**Directions:**
Scan the listing below and copy every line holding "into".
# # # # #
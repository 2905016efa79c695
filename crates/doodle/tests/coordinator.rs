//! Integration tests for the session coordinator, driven through its handle.
//!
//! Runs on a paused Tokio clock: timer-driven events arrive only when every
//! task is idle, so each test sees a deterministic event order.

use std::time::Duration;

use doodle::prelude::*;
use tokio::sync::mpsc::UnboundedReceiver;
use tokio::time::Instant;

const ALICE: PlayerId = PlayerId(1);
const BOB: PlayerId = PlayerId(2);
const CAROL: PlayerId = PlayerId(3);

fn join(lobby: &str, username: &str) -> ClientEvent {
    ClientEvent::JoinLobby {
        lobby_id: LobbyId::from(lobby),
        username: username.into(),
    }
}

fn choose(lobby: &str, word: &str) -> ClientEvent {
    ClientEvent::ChooseWord {
        lobby_id: LobbyId::from(lobby),
        word: word.into(),
    }
}

fn say(lobby: &str, sender: &str, text: &str) -> ClientEvent {
    ClientEvent::SendMessage {
        text: text.into(),
        sender: sender.into(),
        lobby_id: LobbyId::from(lobby),
    }
}

fn stroke(lobby: &str, x: f64, y: f64) -> ClientEvent {
    ClientEvent::Drawing {
        lobby_id: LobbyId::from(lobby),
        x,
        y,
    }
}

async fn next(rx: &mut UnboundedReceiver<ServerEvent>) -> ServerEvent {
    rx.recv().await.expect("coordinator is running")
}

/// Spawns a coordinator and seats alice (drawer) and bob in lobby L1, with
/// their join events already consumed.
async fn two_player_lobby() -> (
    CoordinatorHandle,
    UnboundedReceiver<ServerEvent>,
    UnboundedReceiver<ServerEvent>,
) {
    let handle = SessionCoordinator::spawn(LobbyConfig::default());
    let mut alice = handle.connect(ALICE).unwrap();
    let mut bob = handle.connect(BOB).unwrap();

    handle.dispatch(ALICE, join("L1", "alice")).unwrap();
    assert!(matches!(next(&mut alice).await, ServerEvent::UpdatePlayers(_)));
    assert_eq!(next(&mut alice).await, ServerEvent::StartRound { drawer: ALICE });

    handle.dispatch(BOB, join("L1", "bob")).unwrap();
    assert!(matches!(next(&mut alice).await, ServerEvent::UpdatePlayers(_)));
    assert!(matches!(next(&mut bob).await, ServerEvent::UpdatePlayers(_)));

    (handle, alice, bob)
}

// =========================================================================
// Joining and leaving
// =========================================================================

#[tokio::test(start_paused = true)]
async fn test_first_join_broadcasts_players_then_round_start() {
    let handle = SessionCoordinator::spawn(LobbyConfig::default());
    let mut alice = handle.connect(ALICE).unwrap();

    handle.dispatch(ALICE, join("L1", "alice")).unwrap();
    assert_eq!(
        next(&mut alice).await,
        ServerEvent::UpdatePlayers(vec![Player::new(ALICE, "alice")])
    );
    assert_eq!(next(&mut alice).await, ServerEvent::StartRound { drawer: ALICE });

    let snap = handle.snapshot(LobbyId::from("L1")).await.unwrap().unwrap();
    assert_eq!(snap.phase, LobbyPhase::AwaitingWord);
    assert_eq!(snap.round_time_remaining, 120);
}

#[tokio::test(start_paused = true)]
async fn test_duplicate_username_still_receives_lobby_events() {
    let (handle, mut alice, _bob) = two_player_lobby().await;
    let mut carol = handle.connect(CAROL).unwrap();

    handle.dispatch(CAROL, join("L1", "bob")).unwrap();
    let expected = ServerEvent::UpdatePlayers(vec![
        Player::new(ALICE, "alice"),
        Player::new(BOB, "bob"),
    ]);
    assert_eq!(next(&mut carol).await, expected);
    assert_eq!(next(&mut alice).await, expected);
}

#[tokio::test(start_paused = true)]
async fn test_disconnect_updates_remaining_players() {
    let (handle, mut alice, bob) = two_player_lobby().await;

    handle.disconnect(BOB).unwrap();
    drop(bob);
    assert_eq!(
        next(&mut alice).await,
        ServerEvent::UpdatePlayers(vec![Player::new(ALICE, "alice")])
    );
}

#[tokio::test(start_paused = true)]
async fn test_snapshot_of_unknown_lobby_is_none() {
    let handle = SessionCoordinator::spawn(LobbyConfig::default());
    assert_eq!(handle.snapshot(LobbyId::from("nope")).await.unwrap(), None);
}

#[tokio::test(start_paused = true)]
async fn test_coordinator_stops_when_handles_are_dropped() {
    let handle = SessionCoordinator::spawn(LobbyConfig::default());
    let mut alice = handle.connect(ALICE).unwrap();
    handle.dispatch(ALICE, join("L1", "alice")).unwrap();
    drop(handle);

    // Queued events still arrive, then the channel closes.
    assert!(matches!(alice.recv().await, Some(ServerEvent::UpdatePlayers(_))));
    assert!(matches!(alice.recv().await, Some(ServerEvent::StartRound { .. })));
    assert_eq!(alice.recv().await, None);
}

// =========================================================================
// Drawing
// =========================================================================

#[tokio::test(start_paused = true)]
async fn test_drawer_strokes_reach_everyone_else() {
    let (handle, mut alice, mut bob) = two_player_lobby().await;

    handle
        .dispatch(
            ALICE,
            ClientEvent::StartDrawing {
                lobby_id: LobbyId::from("L1"),
                x: 1.0,
                y: 2.0,
            },
        )
        .unwrap();
    handle.dispatch(ALICE, stroke("L1", 3.0, 4.0)).unwrap();

    assert_eq!(next(&mut bob).await, ServerEvent::StartDrawing(Point { x: 1.0, y: 2.0 }));
    assert_eq!(next(&mut bob).await, ServerEvent::Drawing(Point { x: 3.0, y: 4.0 }));

    // The drawer's own strokes are not echoed back.
    handle.dispatch(ALICE, say("L1", "alice", "hi")).unwrap();
    assert!(matches!(next(&mut alice).await, ServerEvent::ReceiveMessage { .. }));
}

#[tokio::test(start_paused = true)]
async fn test_non_drawer_strokes_are_dropped() {
    let (handle, mut alice, _bob) = two_player_lobby().await;

    handle.dispatch(BOB, stroke("L1", 9.0, 9.0)).unwrap();
    handle.dispatch(BOB, say("L1", "bob", "oops")).unwrap();

    assert_eq!(
        next(&mut alice).await,
        ServerEvent::ReceiveMessage {
            text: "oops".into(),
            sender: "bob".into(),
        }
    );
}

// =========================================================================
// Rounds
// =========================================================================

#[tokio::test(start_paused = true)]
async fn test_timer_ticks_are_broadcast_each_second() {
    let (_handle, mut alice, mut bob) = two_player_lobby().await;
    let start = Instant::now();

    assert_eq!(next(&mut alice).await, ServerEvent::UpdateTimer(119));
    assert_eq!(start.elapsed(), Duration::from_secs(1));
    assert_eq!(next(&mut bob).await, ServerEvent::UpdateTimer(119));
    assert_eq!(next(&mut alice).await, ServerEvent::UpdateTimer(118));
}

#[tokio::test(start_paused = true)]
async fn test_non_drawer_cannot_choose_word() {
    let (handle, mut alice, _bob) = two_player_lobby().await;

    handle.dispatch(BOB, choose("L1", "dog")).unwrap();
    handle.dispatch(BOB, say("L1", "bob", "dog")).unwrap();

    assert!(matches!(next(&mut alice).await, ServerEvent::ReceiveMessage { .. }));
    let snap = handle.snapshot(LobbyId::from("L1")).await.unwrap().unwrap();
    assert!(snap.secret_word.is_empty());
}

#[tokio::test(start_paused = true)]
async fn test_correct_guess_announces_winner_and_rotates() {
    let (handle, mut alice, mut bob) = two_player_lobby().await;

    handle.dispatch(ALICE, choose("L1", "cat")).unwrap();
    assert_eq!(next(&mut bob).await, ServerEvent::WordChosen { word_length: 3 });
    assert_eq!(next(&mut alice).await, ServerEvent::WordChosen { word_length: 3 });

    let won_at = Instant::now();
    handle.dispatch(BOB, say("L1", "bob", "CAT")).unwrap();
    for rx in [&mut alice, &mut bob] {
        assert_eq!(
            next(rx).await,
            ServerEvent::ReceiveMessage {
                text: "CAT".into(),
                sender: "bob".into(),
            }
        );
        assert_eq!(
            next(rx).await,
            ServerEvent::WinnerAnnounced {
                winner: "bob".into(),
                word: "cat".into(),
            }
        );
    }

    assert_eq!(next(&mut alice).await, ServerEvent::StartRound { drawer: BOB });
    assert_eq!(won_at.elapsed(), Duration::from_secs(7));

    // Bob now draws; alice's strokes are no longer relayed.
    handle.dispatch(ALICE, stroke("L1", 0.0, 0.0)).unwrap();
    handle.dispatch(BOB, stroke("L1", 5.0, 5.0)).unwrap();
    assert_eq!(next(&mut alice).await, ServerEvent::Drawing(Point { x: 5.0, y: 5.0 }));
}

#[tokio::test(start_paused = true)]
async fn test_timeout_rotates_with_fresh_round() {
    let config = LobbyConfig {
        round_secs: 3,
        ..LobbyConfig::default()
    };
    let handle = SessionCoordinator::spawn(config);
    let mut alice = handle.connect(ALICE).unwrap();
    let _bob = handle.connect(BOB).unwrap();
    handle.dispatch(ALICE, join("L1", "alice")).unwrap();
    handle.dispatch(BOB, join("L1", "bob")).unwrap();
    handle.dispatch(ALICE, choose("L1", "cat")).unwrap();

    let mut seen = Vec::new();
    loop {
        let event = next(&mut alice).await;
        let done = matches!(event, ServerEvent::StartRound { drawer } if drawer == BOB);
        seen.push(event);
        if done {
            break;
        }
    }
    assert_eq!(
        &seen[seen.len() - 4..],
        &[
            ServerEvent::UpdateTimer(2),
            ServerEvent::UpdateTimer(1),
            ServerEvent::UpdateTimer(0),
            ServerEvent::StartRound { drawer: BOB },
        ]
    );

    let snap = handle.snapshot(LobbyId::from("L1")).await.unwrap().unwrap();
    assert_eq!(snap.round_time_remaining, 3);
    assert!(snap.secret_word.is_empty());
    assert_eq!(snap.current_drawer, Some(BOB));
}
# # # # #
**Response area:**
        username: username.into(),
        word: word.into(),
        text: text.into(),
        sender: sender.into(),
            text: "oops".into(),
            sender: "bob".into(),
                text: "CAT".into(),
                sender: "bob".into(),
                winner: "bob".into(),
                word: "cat".into(),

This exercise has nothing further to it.